Measure H did its job — and continues to do it. On any given day, H dollars can support more than 31,000 individuals and families getting services, such as mental health treatment, drug treatment and job counseling, while they are in interim and permanent housing, or getting rental subsidies. It also funds housing navigators who help people find permanent housing and programs, such as legal aid, eviction defense and utility and rental assistance, to help people avoid losing their homes. It also provides services for all the motels and hotels used in L.A. Mayor Karen Bass’ Inside Safe program.

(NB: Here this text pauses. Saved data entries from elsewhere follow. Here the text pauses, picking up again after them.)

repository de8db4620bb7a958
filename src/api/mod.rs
pub mod coingecko;
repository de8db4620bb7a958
use super::html::escape_html;

/// A simple table rendered either as aligned plain text (for the terminal)
/// or as an HTML `<table>` (for the dashboard)
pub struct Table {
    headers: Vec<String>,
    rows: Vec<Vec<String>>,
    col_widths: Vec<usize>,
}

impl Table {
    /// Create a new table with the given headers
    pub fn new(headers: Vec<&str>) -> Self {
        let col_widths = headers.iter().map(|h| h.chars().count()).collect();
        let headers = headers.iter().map(|h| h.to_string()).collect();
        Table {
            headers,
            rows: Vec::new(),
            col_widths,
        }
    }

    /// Add a row to the table
    pub fn add_row(&mut self, row: Vec<String>) {
        // Update column widths if needed
        for (i, col) in row.iter().enumerate() {
            if i < self.col_widths.len() {
                self.col_widths[i] = self.col_widths[i].max(col.chars().count());
            }
        }

        self.rows.push(row);
    }

    /// Render the table as aligned text
    pub fn render(&self) -> String {
        let mut output = String::new();

        output.push_str(&self.render_row(&self.headers));
        output.push('\n');

        output.push_str(&self.render_separator());
        output.push('\n');

        for row in &self.rows {
            output.push_str(&self.render_row(row));
            output.push('\n');
        }

        output
    }

    /// Render the table as an HTML fragment; every cell is escaped
    pub fn render_html(&self) -> String {
        let mut output = String::from("<table class=\"latest\">\n<thead><tr>");
        for header in &self.headers {
            output.push_str(&format!("<th>{}</th>", escape_html(header)));
        }
        output.push_str("</tr></thead>\n<tbody>\n");

        for row in &self.rows {
            output.push_str("<tr>");
            for col in row.iter().take(self.headers.len()) {
                output.push_str(&format!("<td>{}</td>", escape_html(col)));
            }
            output.push_str("</tr>\n");
        }

        output.push_str("</tbody>\n</table>");
        output
    }

    /// Render a single row with proper spacing
    fn render_row(&self, row: &[String]) -> String {
        let mut line = String::new();
        for (i, col) in row.iter().enumerate() {
            if i < self.col_widths.len() {
                let width = self.col_widths[i];
                line.push_str(&format!("{:<width$}", col, width = width));
                if i < row.len() - 1 {
                    line.push_str(" | ");
                }
            }
        }
        line.trim_end().to_string()
    }

    /// Render a separator line
    fn render_separator(&self) -> String {
        let mut line = String::new();
        for (i, &width) in self.col_widths.iter().enumerate() {
            line.push_str(&"-".repeat(width));
            if i < self.col_widths.len() - 1 {
                line.push_str("-+-");
            }
        }
        line
    }
}
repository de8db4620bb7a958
//! Threshold alert models

use std::fmt;

#[derive(Debug, Clone, Copy, PartialEq, Eq)]
pub enum AlertKind {
    /// Price reached or crossed the upper threshold
    Above,
    /// Price reached or fell below the lower threshold
    Below,
}

/// A threshold crossed by a freshly fetched price
#[derive(Debug, Clone, PartialEq)]
pub struct Alert {
    pub asset_id: String,
    pub label: String,
    pub price: f64,
    pub currency: String,
    pub threshold: f64,
    pub kind: AlertKind,
}

impl fmt::Display for Alert {
    fn fmt(&self, f: &mut fmt::Formatter<'_>) -> fmt::Result {
        let op = match self.kind {
            AlertKind::Above => "≥",
            AlertKind::Below => "≤",
        };
        write!(
            f,
            "ALERT: {} {} {} → {:.2} {}",
            self.label,
            op,
            self.threshold,
            self.price,
            self.currency.to_uppercase()
        )
    }
}
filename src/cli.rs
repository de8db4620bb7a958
use clap::{Parser, ValueHint};
use std::path::PathBuf;

/// Fetch crypto prices, append them to a CSV history and render an HTML dashboard.
///
/// Meant to be run periodically by an external scheduler (cron, CI).
#[derive(Debug, Parser)]
#[command(author, version, about, long_about = None)]
pub struct Args {
    /// YAML config file
    #[arg(
        short,
        long,
        env = "PRICE_MONITOR_CONFIG",
        default_value = "config.yaml",
        value_hint = ValueHint::FilePath
    )]
    pub config: PathBuf,

    /// Only rebuild the dashboard from the existing history
    #[arg(long)]
    pub render_only: bool,
}

#[cfg(test)]
mod tests {
    use super::*;
    use clap::CommandFactory;

    #[test]
    fn test_cli_is_well_formed() {
        Args::command().debug_assert();
    }

    #[test]
    fn test_parse_flags() {
        let args = Args::try_parse_from(["price-monitor", "--config", "cfg/monitor.yaml", "--render-only"])
            .expect("flags should parse");
        assert_eq!(args.config, PathBuf::from("cfg/monitor.yaml"));
        assert!(args.render_only);
    }

    #[test]
    fn test_unknown_flag_is_rejected() {
        assert!(Args::try_parse_from(["price-monitor", "--interval", "5m"]).is_err());
    }
}
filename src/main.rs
use clap::Parser;
use std::process::ExitCode;
use tracing::{error, info};
use tracing_subscriber::EnvFilter;

mod api;
mod cli;
mod commands;
mod config;
mod models;
mod services;
mod utils;

use cli::Args;

#[tokio::main(flavor = "current_thread")]
async fn main() -> ExitCode {
    dotenv::dotenv().ok();

    // Logs go to stderr; stdout carries the cycle summary
    tracing_subscriber::fmt()
        .with_env_filter(
            EnvFilter::try_from_default_env()
                .unwrap_or_else(|_| EnvFilter::new("price_monitor=info,warn")),
        )
        .with_target(true)
        .with_writer(std::io::stderr)
        .init();

    let args = Args::parse();

    info!("🚀 Starting price-monitor v{}", env!("CARGO_PKG_VERSION"));
    info!("Using config {}", args.config.display());

    match commands::execute(&args).await {
        Ok(()) => {
            info!("✅ {}", commands::completion_message(&args));
            ExitCode::SUCCESS
        }
        Err(e) => {
            error!("❌ {}", e);
            ExitCode::from(e.exit_code())
        }
    }
}
use serde::Deserialize;
use std::collections::HashMap;

/// Body of `GET /simple/price`, e.g. `{"bitcoin": {"usd": 65000.0}}`
pub type SimplePriceResponse = HashMap<String, HashMap<String, f64>>;

/// Error body returned by the API on non-success statuses.
/// The public and the pro endpoints use different shapes.
#[derive(Debug, Clone, Deserialize)]
pub struct ErrorResponse {
    pub error: Option<String>,
    pub status: Option<ErrorStatus>,
}

#[derive(Debug, Clone, Deserialize)]
pub struct ErrorStatus {
    pub error_code: Option<i64>,
    pub error_message: Option<String>,
}

impl ErrorResponse {
    /// Human readable message, prefixed with the API error code when one is sent
    pub fn message(&self) -> Option<String> {
        if let Some(error) = &self.error {
            return Some(error.clone());
        }
        let status = self.status.as_ref()?;
        let message = status.error_message.as_deref()?;
        Some(match status.error_code {
            Some(code) => format!("[{}] {}", code, message),
            None => message.to_string(),
        })
    }
}
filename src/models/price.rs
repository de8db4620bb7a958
//! Fetched price models

use chrono::{DateTime, Utc};
use std::collections::HashMap;

use super::PriceObservation;
use crate::utils::errors::RecordError;

/// Prices returned by one fetch, all stamped with the cycle timestamp
#[derive(Debug, Clone)]
pub struct PriceSnapshot {
    pub timestamp: DateTime<Utc>,
    pub currency: String,
    /// asset_id -> price
    pub prices: HashMap<String, f64>,
}

impl PriceSnapshot {
    pub fn new(timestamp: DateTime<Utc>, currency: &str, prices: HashMap<String, f64>) -> Self {
        Self {
            timestamp,
            currency: currency.to_string(),
            prices,
        }
    }

    /// One observation per asset, in the given order.
    ///
    /// Snapshots from `price_service::fetch_snapshot` always hold every
    /// configured asset. A snapshot built any other way may not, and then
    /// nothing is returned so a partial cycle is never recorded.
    pub fn observations(&self, asset_ids: &[String]) -> Result<Vec<PriceObservation>, RecordError> {
        asset_ids
            .iter()
            .map(|id| {
                let price = self
                    .prices
                    .get(id)
                    .copied()
                    .ok_or_else(|| RecordError::MissingPrice(id.clone()))?;
                Ok(PriceObservation {
                    timestamp: self.timestamp,
                    asset_id: id.clone(),
                    price,
                    currency: self.currency.clone(),
                })
            })
            .collect()
    }
}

If A is not passed and H goes away at the end of 2026, so do all those services. That means people lose temporary beds and rental subsidies. Homelessness would get worse.
So why not just extend H? Because Measure A will fund all the things H is funding, plus more. It will increase the amount of money spent on prevention services to keep people from becoming homeless.
Measure A will also pay to build, buy and preserve affordable housing, which H did not. About 35% of funds will go to the recently created Los Angeles County Affordable Housing Solutions Agency, which we strongly supported in 2022 as a more effective way to get affordable housing built across the entire county. At the time, we noted that the agency would seek voter support for a tax hike to fund housing development.
The measure is designed to improve upon H by setting measurable goals and adding two oversight bodies that guide spending. Among their duties will be to move funds from low-performing programs to high-performing programs.
The fact that Measure A won’t have an expiration date will allow service providers to master-lease buildings for decades and allow for longer-term financing of affordable housing, which the county will need to keep building for decades to catch up with the housing shortage.
Nobody likes paying higher taxes, and certainly the sales tax is the most regressive of taxes. Measure A advocates estimate that the average household would pay an additional $5 a month.
While there are a lot of factors that go into a person becoming homeless, most are caught in a crippling vortex of poverty and unaffordable housing. If we don’t want more homeless people on sidewalks, we have to invest in proposals like Measure A that stand a chance of resolving this horrible problem.